Created attachment 651269 [details]
Full log of the copy tool
Description of problem:
While copying large files to a USB stick using rsync, I noticed that sometimes the resultant file has a copy error which goes unnoticed. The rsync documentation is very clear:
Note that rsync always verifies that each transferred file was
correctly reconstructed on the receiving side by checking a
whole-file checksum that is generated as the file is trans‐
Version-Release number of selected component (if applicable):
Fedora 17 with all patches as of today.
It occurs rather frequently, on average 1 out of 3 copies.
Note that the cause of the copy problems is still unclear.
However, according to the rsync documentation, rsync should have detected the copy error.
Exerpt from the log from a copy tool:
Setup the (encrypted) USB disk:
2012-11-23 09:15:09 + /sbin/cryptsetup luksOpen /dev/sdj2 cbb
2012-11-23 09:15:10 + mount /dev/mapper/cbb /mnt/bkpmstk
Calculate Original checksums
2012-11-23 09:15:11 + md5sum /backup/tmp/tmp7475/*/*tar.gz
Start the rsync:
2012-11-23 09:17:38 + rsync -av -L --safe-links -c --delete /backup/tmp/tmp7475/ /mnt/bkpmstk/
sending incremental file list
sent 3182891130 bytes received 54 bytes 2572033.28 bytes/sec
total size is 8641550697 speedup is 2.72
Calculate Checksums on copy
2012-11-23 09:38:15 + md5sum /mnt/bkpmstk/*/*tar.gz
Verify the copy:
2012-11-23 09:54:10 + cmp /mnt/bkpmstk/phoenix::home.level-1/2012-11-23.tar.gz phoenix::home.level-1/2012-11-23.tar.gz
/mnt/bkpmstk/phoenix::home.level-1/2012-11-23.tar.gz phoenix::home.level-1/2012-11-23.tar.gz differ: byte 551474687, line 2084699 is 34 ^\ 74 <
There's a 1-bit error in the copied file.
I see errors like this with different files and USB sticks.
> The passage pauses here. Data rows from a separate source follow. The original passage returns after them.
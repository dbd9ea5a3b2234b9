//! World/local conversions against a target's current transform.
//!
//! Nothing here caches: every call re-derives the inverse or normal matrix
//! from the transform as it is right now, so edits to the target transform
//! are picked up by the next conversion.

use crate::geom::{Point3, Transform, Vec3};

use super::error::{AnnotateError, AnnotateResult};

/// Anything with a local-to-world transform.
pub trait Frame {
    fn world_transform(&self) -> Transform;
}

impl Frame for Transform {
    fn world_transform(&self) -> Transform {
        *self
    }
}

pub fn to_local(frame: &impl Frame, world: Point3) -> AnnotateResult<Point3> {
    let inverse = frame.world_transform().inverse().ok_or(AnnotateError::SingularTransform)?;
    Ok(inverse.apply_point(world))
}

#[must_use]
pub fn to_world(frame: &impl Frame, local: Point3) -> Point3 {
    frame.world_transform().apply_point(local)
}

/// World normal to local space: the normal matrix of the inverse transform.
pub fn to_local_normal(frame: &impl Frame, world: Vec3) -> AnnotateResult<Vec3> {
    let inverse = frame.world_transform().inverse().ok_or(AnnotateError::SingularTransform)?;
    let normal_matrix = inverse.normal_matrix().ok_or(AnnotateError::SingularTransform)?;
    normal_matrix.apply(world).ok_or(AnnotateError::DegenerateNormal)
}

pub fn to_world_normal(frame: &impl Frame, local: Vec3) -> AnnotateResult<Vec3> {
    let normal_matrix = frame
        .world_transform()
        .normal_matrix()
        .ok_or(AnnotateError::SingularTransform)?;
    normal_matrix.apply(local).ok_or(AnnotateError::DegenerateNormal)
}
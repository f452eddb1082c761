//! URL retrieval: "fetch this URL into that file".
//!
//! The fetcher only depends on the [`Retriever`] trait; [`CurlRetriever`] is
//! the production implementation. Tests substitute their own.

mod curl_get;
mod error;

pub use curl_get::{CurlOptions, CurlRetriever};
pub use error::RetrieveError;

use std::path::{Path, PathBuf};

/// Temporary file suffix used while a transfer is in flight.
pub const TEMP_SUFFIX: &str = ".part";

/// Path for the temp file: appends `.part` to the final path (e.g. `a.jpg` → `a.jpg.part`).
pub fn temp_path(final_path: &Path) -> PathBuf {
    let mut o = final_path.as_os_str().to_owned();
    o.push(TEMP_SUFFIX);
    PathBuf::from(o)
}

/// Something that can copy a remote resource to a local file.
///
/// Implementations must leave `dest` untouched on failure: either the whole
/// body lands at `dest` or nothing does.
pub trait Retriever {
    /// Retrieves `url` into `dest`, returning the number of bytes written.
    fn fetch_to_path(&self, url: &str, dest: &Path) -> Result<u64, RetrieveError>;
}

impl<R: Retriever + ?Sized> Retriever for &R {
    fn fetch_to_path(&self, url: &str, dest: &Path) -> Result<u64, RetrieveError> {
        (**self).fetch_to_path(url, dest)
    }
}

#[cfg(test)]
mod tests {
    use super::*;

    #[test]
    fn temp_path_appends_part() {
        let p = temp_path(Path::new("frame.jpg"));
        assert_eq!(p.to_string_lossy(), "frame.jpg.part");
        let p2 = temp_path(Path::new("/tmp/anim/index.html"));
        assert_eq!(p2.to_string_lossy(), "/tmp/anim/index.html.part");
    }
}
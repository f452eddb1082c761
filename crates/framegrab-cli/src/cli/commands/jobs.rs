//! `framegrab jobs` – list configured jobs.

use framegrab_core::config::FramegrabConfig;

pub fn run_jobs(cfg: &FramegrabConfig) {
    if cfg.jobs.is_empty() {
        println!("No jobs configured.");
        return;
    }
    println!("{:<16} {:<5} {:<5} {:<24} {}", "NAME", "FPS", "HOLD", "DESTINATION", "URL");
    for j in &cfg.jobs {
        println!(
            "{:<16} {:<5} {:<5} {:<24} {}",
            j.name,
            j.framerate,
            j.hold_last_frame_secs,
            j.destination.join(&j.output_filename).display().to_string(),
            j.base_url
        );
    }
}
//! Listing-page parsing: pulls image references out of a directory index.
//!
//! Matching is by substring, not by suffix: every anchor whose href contains
//! one of [`IMAGE_MARKERS`] counts, so `frame.jpg?v=2` and `thumbs.png.html`
//! are both image references.

use scraper::{ElementRef, Html};
use serde::Serialize;

/// Substrings that mark an href as an image reference.
pub const IMAGE_MARKERS: [&str; 3] = [".gif", ".png", ".jpg"];

/// Number of trailing characters used as the frame suffix.
const SUFFIX_CHARS: usize = 4;

/// An href value taken from the listing page, relative to the base URL.
#[derive(Debug, Clone, PartialEq, Eq, Hash, Serialize)]
#[serde(transparent)]
pub struct ImageRef(String);

impl ImageRef {
    pub fn new(href: impl Into<String>) -> Self {
        Self(href.into())
    }

    pub fn as_str(&self) -> &str {
        &self.0
    }

    /// Last four characters of the reference (fewer if it is shorter).
    ///
    /// Used as an approximation of the file extension, e.g. `.jpg`.
    pub fn suffix(&self) -> &str {
        match self.0.char_indices().rev().nth(SUFFIX_CHARS - 1) {
            Some((idx, _)) => &self.0[idx..],
            None => &self.0,
        }
    }
}

impl std::fmt::Display for ImageRef {
    fn fmt(&self, f: &mut std::fmt::Formatter<'_>) -> std::fmt::Result {
        f.write_str(&self.0)
    }
}

/// True if `href` contains any of the image markers.
pub fn is_image_href(href: &str) -> bool {
    IMAGE_MARKERS.iter().any(|m| href.contains(m))
}

/// Collects image references from every `<a href>` in `html`, in document order.
///
/// Anchors without an `href` are skipped. Duplicates are kept.
pub fn extract_image_refs(html: &str) -> Vec<ImageRef> {
    let document = Html::parse_document(html);
    document
        .tree
        .root()
        .descendants()
        .filter_map(ElementRef::wrap)
        .filter(|el| el.value().name() == "a")
        .filter_map(|el| el.value().attr("href"))
        .filter(|href| is_image_href(href))
        .map(ImageRef::new)
        .collect()
}
//! Blocking HTTP GET via libcurl (the `curl` crate).
//!
//! Every request sends `Cache-Control: no-cache` and `Pragma: no-cache`.
//! The cookie engine is never enabled.

use super::{temp_path, RetrieveError, Retriever};
use std::fs::{self, File};
use std::io::{self, Write};
use std::path::Path;
use std::time::Duration;

/// Request options shared by every transfer of one retriever.
#[derive(Debug, Clone)]
pub struct CurlOptions {
    /// `User-Agent` header; libcurl sends none when unset.
    pub user_agent: Option<String>,
    /// Connect timeout. There is no total transfer timeout.
    pub connect_timeout: Duration,
}

impl Default for CurlOptions {
    fn default() -> Self {
        Self {
            user_agent: None,
            connect_timeout: Duration::from_secs(30),
        }
    }
}

/// [`Retriever`] backed by a fresh curl `Easy` handle per request.
#[derive(Debug, Clone, Default)]
pub struct CurlRetriever {
    options: CurlOptions,
}

impl CurlRetriever {
    pub fn new(options: CurlOptions) -> Self {
        Self { options }
    }

    /// Runs the GET, streaming the body into `file`. Returns bytes written.
    fn get_into(&self, url: &str, file: &mut File) -> Result<u64, RetrieveError> {
        let mut easy = curl::easy::Easy::new();
        easy.url(url)?;
        easy.follow_location(true)?;
        easy.max_redirections(10)?;
        easy.connect_timeout(self.options.connect_timeout)?;
        if let Some(ua) = &self.options.user_agent {
            easy.useragent(ua)?;
        }

        let mut list = curl::easy::List::new();
        list.append("Cache-Control: no-cache")?;
        list.append("Pragma: no-cache")?;
        easy.http_headers(list)?;

        let mut written = 0u64;
        let mut write_err: Option<io::Error> = None;
        let performed = {
            let mut transfer = easy.transfer();
            transfer.write_function(|data| match file.write_all(data) {
                Ok(()) => {
                    written += data.len() as u64;
                    Ok(data.len())
                }
                Err(e) => {
                    write_err = Some(e);
                    Ok(0) // abort transfer
                }
            })?;
            transfer.perform()
        };

        if let Some(e) = write_err {
            return Err(RetrieveError::Storage(e));
        }
        performed?;

        let code = easy.response_code()?;
        if !(200..300).contains(&code) {
            return Err(RetrieveError::Http(code));
        }
        file.flush().map_err(RetrieveError::Storage)?;
        Ok(written)
    }
}

impl Retriever for CurlRetriever {
    fn fetch_to_path(&self, url: &str, dest: &Path) -> Result<u64, RetrieveError> {
        let part = temp_path(dest);
        let mut file = File::create(&part).map_err(RetrieveError::Storage)?;

        match self.get_into(url, &mut file) {
            Ok(n) => {
                drop(file);
                fs::rename(&part, dest).map_err(RetrieveError::Storage)?;
                tracing::debug!(url, bytes = n, path = %dest.display(), "retrieved");
                Ok(n)
            }
            Err(e) => {
                drop(file);
                if let Err(rm) = fs::remove_file(&part) {
                    tracing::debug!("could not remove {}: {}", part.display(), rm);
                }
                Err(e)
            }
        }
    }
}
A badblock scan of the USB sticks reveals no problems with the media.
I started getting these errors a couple of days ago. This copy tool has been in use for years and never revealed problems like this.
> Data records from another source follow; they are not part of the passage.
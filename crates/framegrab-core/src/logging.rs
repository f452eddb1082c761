//! Logging init: append to a file under the XDG state dir, or fall back to stderr.

use anyhow::{Context, Result};
use std::fs::{self, File};
use std::path::{Path, PathBuf};
use std::sync::Mutex;
use tracing_subscriber::EnvFilter;

const DEFAULT_FILTER: &str = "info,framegrab=debug,framegrab_core=debug";

fn env_filter() -> EnvFilter {
    EnvFilter::try_from_default_env().unwrap_or_else(|_| EnvFilter::new(DEFAULT_FILTER))
}

/// Path of the log file: `~/.local/state/framegrab/framegrab.log`.
pub fn log_file_path() -> Result<PathBuf> {
    let xdg_dirs = xdg::BaseDirectories::with_prefix("framegrab")?;
    Ok(xdg_dirs.get_state_home().join("framegrab.log"))
}

/// Opens `path` for appending, creating it and its parent directories.
fn open_log_file(path: &Path) -> Result<File> {
    if let Some(dir) = path.parent() {
        fs::create_dir_all(dir).with_context(|| format!("create {}", dir.display()))?;
    }
    fs::OpenOptions::new()
        .create(true)
        .append(true)
        .open(path)
        .with_context(|| format!("open {}", path.display()))
}

/// Initialize structured logging to the XDG state log file.
/// On failure (e.g. log dir unwritable), returns Err so the caller can fall back to stderr.
pub fn init_logging() -> Result<()> {
    let log_file_path = log_file_path()?;
    let file = open_log_file(&log_file_path)?;

    tracing_subscriber::fmt()
        .with_env_filter(env_filter())
        .with_writer(Mutex::new(file))
        .with_ansi(false)
        .try_init()
        .map_err(|e| anyhow::anyhow!("tracing init: {}", e))?;

    tracing::info!("framegrab logging initialized at {}", log_file_path.display());

    Ok(())
}

/// Initialize logging to stderr only (no file). Use when init_logging() fails so the CLI doesn't crash.
pub fn init_logging_stderr() {
    let _ = tracing_subscriber::fmt()
        .with_env_filter(env_filter())
        .with_writer(std::io::stderr)
        .with_ansi(false)
        .try_init();
}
Again, the cause of the errors, it is always one single bit that is off while it should be on, is unknown. However, rsync should have detected it.
The cause of the errors has been tracked down to a memory problem.
However, that still doesn't explain why rsync doesn't catch it given that all other checksum calculating tools consistently report different checksums for the original and copied files.
Lowering priority to medium.
could you provide binary copies of transmitted files?
I'm sorry, that is not possible. The files are backups (tar.gz) of my /home partition. They're over 3G in size, and contain lots of things that I rather not share.
However, the problems occurred with several different backups (taken on different days) so I don't think the actual content matters. It's likely that the size does matter, it probably enforces memory to be used for data transfer that normally would be occupied by kernel buffers.
I think you may be able to reproduce the copy problem as follows:
- rsync a huge file to a relatively slow medium,
- while the file is being written, clobber one of its already written bits,
- see if rsync detects that the final copy is not identical to the original, as per documentation.
As far as I understand rsync code correctly, rsync only ensures that no error during file transfer occurred and doesn't perform any memory->filesystem write check.
Closing as a not a bug.